● What needs to be done: Scanning the entries below, copy every line that contains the word "RawCentralDirectoryRecord".

● Source data:
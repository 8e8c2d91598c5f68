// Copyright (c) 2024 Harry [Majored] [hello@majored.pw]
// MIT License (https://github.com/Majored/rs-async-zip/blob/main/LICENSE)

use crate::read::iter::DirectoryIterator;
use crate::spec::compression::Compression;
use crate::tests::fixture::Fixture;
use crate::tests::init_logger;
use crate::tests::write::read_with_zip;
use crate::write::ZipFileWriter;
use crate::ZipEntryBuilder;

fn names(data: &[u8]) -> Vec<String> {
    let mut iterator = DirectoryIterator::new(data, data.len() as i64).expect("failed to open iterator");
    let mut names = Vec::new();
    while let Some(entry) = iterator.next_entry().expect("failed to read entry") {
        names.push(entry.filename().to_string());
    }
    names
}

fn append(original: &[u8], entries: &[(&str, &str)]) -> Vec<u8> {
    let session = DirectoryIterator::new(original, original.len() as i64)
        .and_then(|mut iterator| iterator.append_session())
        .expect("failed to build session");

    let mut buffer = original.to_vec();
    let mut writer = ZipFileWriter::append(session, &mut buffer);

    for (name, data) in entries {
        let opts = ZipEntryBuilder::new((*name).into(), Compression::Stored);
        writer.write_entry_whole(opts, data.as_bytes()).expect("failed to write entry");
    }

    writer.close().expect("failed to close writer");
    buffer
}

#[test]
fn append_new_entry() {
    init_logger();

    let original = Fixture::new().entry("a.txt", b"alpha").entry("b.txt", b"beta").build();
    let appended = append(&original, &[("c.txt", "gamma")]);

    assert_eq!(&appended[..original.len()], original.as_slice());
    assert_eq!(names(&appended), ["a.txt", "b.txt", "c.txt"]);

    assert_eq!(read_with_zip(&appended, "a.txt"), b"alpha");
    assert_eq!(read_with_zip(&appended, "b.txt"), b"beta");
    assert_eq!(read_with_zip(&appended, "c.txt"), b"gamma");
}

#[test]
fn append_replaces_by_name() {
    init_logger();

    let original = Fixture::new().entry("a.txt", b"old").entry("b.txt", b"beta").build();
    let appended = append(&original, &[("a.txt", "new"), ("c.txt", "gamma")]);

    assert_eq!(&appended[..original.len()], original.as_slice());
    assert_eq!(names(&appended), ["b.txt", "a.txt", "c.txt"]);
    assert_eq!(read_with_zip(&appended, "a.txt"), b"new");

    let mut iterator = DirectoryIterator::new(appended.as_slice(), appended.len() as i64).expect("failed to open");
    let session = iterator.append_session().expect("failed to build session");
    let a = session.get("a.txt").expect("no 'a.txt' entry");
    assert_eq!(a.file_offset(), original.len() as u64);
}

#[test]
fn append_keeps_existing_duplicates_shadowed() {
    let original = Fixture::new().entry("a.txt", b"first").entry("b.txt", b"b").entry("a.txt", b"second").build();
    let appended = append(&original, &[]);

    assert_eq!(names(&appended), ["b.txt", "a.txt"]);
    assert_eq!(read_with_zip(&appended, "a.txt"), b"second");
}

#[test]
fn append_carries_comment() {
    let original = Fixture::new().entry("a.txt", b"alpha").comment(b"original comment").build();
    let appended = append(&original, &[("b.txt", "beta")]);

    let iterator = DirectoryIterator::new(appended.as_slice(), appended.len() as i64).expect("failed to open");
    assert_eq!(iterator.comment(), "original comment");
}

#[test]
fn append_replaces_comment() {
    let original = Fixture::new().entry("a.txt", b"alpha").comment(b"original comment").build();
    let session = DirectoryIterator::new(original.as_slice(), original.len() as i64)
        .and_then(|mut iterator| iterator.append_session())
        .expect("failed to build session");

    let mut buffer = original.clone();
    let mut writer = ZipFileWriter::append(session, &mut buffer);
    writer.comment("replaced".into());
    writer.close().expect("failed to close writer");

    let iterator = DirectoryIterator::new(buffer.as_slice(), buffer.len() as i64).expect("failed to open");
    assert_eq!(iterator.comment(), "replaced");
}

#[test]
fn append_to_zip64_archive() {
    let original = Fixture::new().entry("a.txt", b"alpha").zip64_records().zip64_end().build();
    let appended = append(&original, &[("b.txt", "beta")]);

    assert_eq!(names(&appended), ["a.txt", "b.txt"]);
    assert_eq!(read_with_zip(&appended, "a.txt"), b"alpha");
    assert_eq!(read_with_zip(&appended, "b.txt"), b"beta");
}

---

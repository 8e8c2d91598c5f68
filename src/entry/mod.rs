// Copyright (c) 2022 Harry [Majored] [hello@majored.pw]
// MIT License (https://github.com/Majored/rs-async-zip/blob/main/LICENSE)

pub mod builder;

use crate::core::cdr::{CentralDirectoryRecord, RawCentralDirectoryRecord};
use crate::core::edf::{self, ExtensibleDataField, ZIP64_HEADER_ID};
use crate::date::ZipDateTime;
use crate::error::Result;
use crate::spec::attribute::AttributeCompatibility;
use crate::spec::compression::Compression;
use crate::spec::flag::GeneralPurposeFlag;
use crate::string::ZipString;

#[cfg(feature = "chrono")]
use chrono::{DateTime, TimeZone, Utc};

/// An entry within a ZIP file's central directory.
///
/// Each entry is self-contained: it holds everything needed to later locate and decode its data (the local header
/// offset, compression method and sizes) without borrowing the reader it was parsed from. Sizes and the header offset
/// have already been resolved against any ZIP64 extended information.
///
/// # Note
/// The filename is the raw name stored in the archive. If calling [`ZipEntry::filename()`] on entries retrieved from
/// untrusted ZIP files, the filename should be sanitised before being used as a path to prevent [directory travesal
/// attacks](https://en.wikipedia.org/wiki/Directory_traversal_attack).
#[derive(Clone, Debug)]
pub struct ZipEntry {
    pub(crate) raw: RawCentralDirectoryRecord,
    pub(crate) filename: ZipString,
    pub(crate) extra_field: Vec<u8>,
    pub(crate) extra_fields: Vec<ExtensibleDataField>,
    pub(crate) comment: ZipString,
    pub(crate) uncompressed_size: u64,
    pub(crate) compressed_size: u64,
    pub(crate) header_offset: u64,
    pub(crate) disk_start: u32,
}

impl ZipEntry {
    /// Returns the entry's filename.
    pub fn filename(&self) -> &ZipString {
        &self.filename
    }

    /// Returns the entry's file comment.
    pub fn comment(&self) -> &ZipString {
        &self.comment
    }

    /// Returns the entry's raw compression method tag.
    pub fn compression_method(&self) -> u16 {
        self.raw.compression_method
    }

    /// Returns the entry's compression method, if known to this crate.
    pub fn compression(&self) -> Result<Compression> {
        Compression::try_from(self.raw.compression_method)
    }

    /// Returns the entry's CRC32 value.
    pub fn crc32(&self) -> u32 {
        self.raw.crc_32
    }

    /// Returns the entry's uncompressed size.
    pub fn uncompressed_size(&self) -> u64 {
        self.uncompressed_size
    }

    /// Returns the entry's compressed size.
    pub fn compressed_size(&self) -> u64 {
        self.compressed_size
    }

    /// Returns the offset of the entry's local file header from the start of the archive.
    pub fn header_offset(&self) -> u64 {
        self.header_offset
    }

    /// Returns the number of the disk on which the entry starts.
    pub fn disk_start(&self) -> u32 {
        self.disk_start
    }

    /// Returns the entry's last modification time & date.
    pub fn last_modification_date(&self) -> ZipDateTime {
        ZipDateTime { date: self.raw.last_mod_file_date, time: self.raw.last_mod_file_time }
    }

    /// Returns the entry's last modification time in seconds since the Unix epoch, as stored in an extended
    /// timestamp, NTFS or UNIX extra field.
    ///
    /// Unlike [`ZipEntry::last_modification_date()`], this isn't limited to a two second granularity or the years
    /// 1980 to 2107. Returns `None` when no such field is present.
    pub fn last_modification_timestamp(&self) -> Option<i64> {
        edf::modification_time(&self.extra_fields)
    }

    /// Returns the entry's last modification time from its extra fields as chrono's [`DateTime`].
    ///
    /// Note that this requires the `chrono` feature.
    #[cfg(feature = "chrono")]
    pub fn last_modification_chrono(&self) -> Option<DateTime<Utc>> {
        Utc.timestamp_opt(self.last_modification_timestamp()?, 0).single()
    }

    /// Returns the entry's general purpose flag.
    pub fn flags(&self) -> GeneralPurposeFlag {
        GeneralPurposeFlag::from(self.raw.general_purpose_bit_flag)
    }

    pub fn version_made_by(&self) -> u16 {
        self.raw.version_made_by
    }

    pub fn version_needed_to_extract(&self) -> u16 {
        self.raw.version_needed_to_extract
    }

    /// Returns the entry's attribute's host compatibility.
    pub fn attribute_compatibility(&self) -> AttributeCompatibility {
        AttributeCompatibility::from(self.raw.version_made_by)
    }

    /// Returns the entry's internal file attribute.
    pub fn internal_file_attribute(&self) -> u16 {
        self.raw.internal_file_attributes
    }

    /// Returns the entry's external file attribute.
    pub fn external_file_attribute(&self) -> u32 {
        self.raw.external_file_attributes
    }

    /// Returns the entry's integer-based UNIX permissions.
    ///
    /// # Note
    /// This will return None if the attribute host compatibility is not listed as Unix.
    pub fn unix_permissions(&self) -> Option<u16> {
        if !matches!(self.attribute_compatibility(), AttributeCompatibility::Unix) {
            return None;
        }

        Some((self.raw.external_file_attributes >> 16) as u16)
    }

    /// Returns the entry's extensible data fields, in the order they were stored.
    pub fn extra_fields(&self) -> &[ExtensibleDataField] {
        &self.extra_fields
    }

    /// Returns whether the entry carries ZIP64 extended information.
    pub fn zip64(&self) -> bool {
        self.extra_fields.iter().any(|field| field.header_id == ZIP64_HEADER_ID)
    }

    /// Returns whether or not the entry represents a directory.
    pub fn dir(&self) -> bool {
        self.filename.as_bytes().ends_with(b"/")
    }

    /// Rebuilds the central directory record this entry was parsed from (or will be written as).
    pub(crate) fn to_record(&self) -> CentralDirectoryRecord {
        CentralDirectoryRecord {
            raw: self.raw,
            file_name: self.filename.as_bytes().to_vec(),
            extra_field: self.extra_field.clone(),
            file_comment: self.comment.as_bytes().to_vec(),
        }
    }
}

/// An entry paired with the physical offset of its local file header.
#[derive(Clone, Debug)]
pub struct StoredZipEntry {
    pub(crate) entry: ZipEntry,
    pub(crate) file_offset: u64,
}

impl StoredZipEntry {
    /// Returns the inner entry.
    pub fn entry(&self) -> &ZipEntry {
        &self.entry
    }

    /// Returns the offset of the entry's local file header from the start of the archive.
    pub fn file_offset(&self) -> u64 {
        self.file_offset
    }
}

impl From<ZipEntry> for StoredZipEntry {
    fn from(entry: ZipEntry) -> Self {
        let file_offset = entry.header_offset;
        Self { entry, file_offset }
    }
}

● Solution to this task:
use crate::core::cdr::{CentralDirectoryRecord, RawCentralDirectoryRecord};
    pub(crate) raw: RawCentralDirectoryRecord,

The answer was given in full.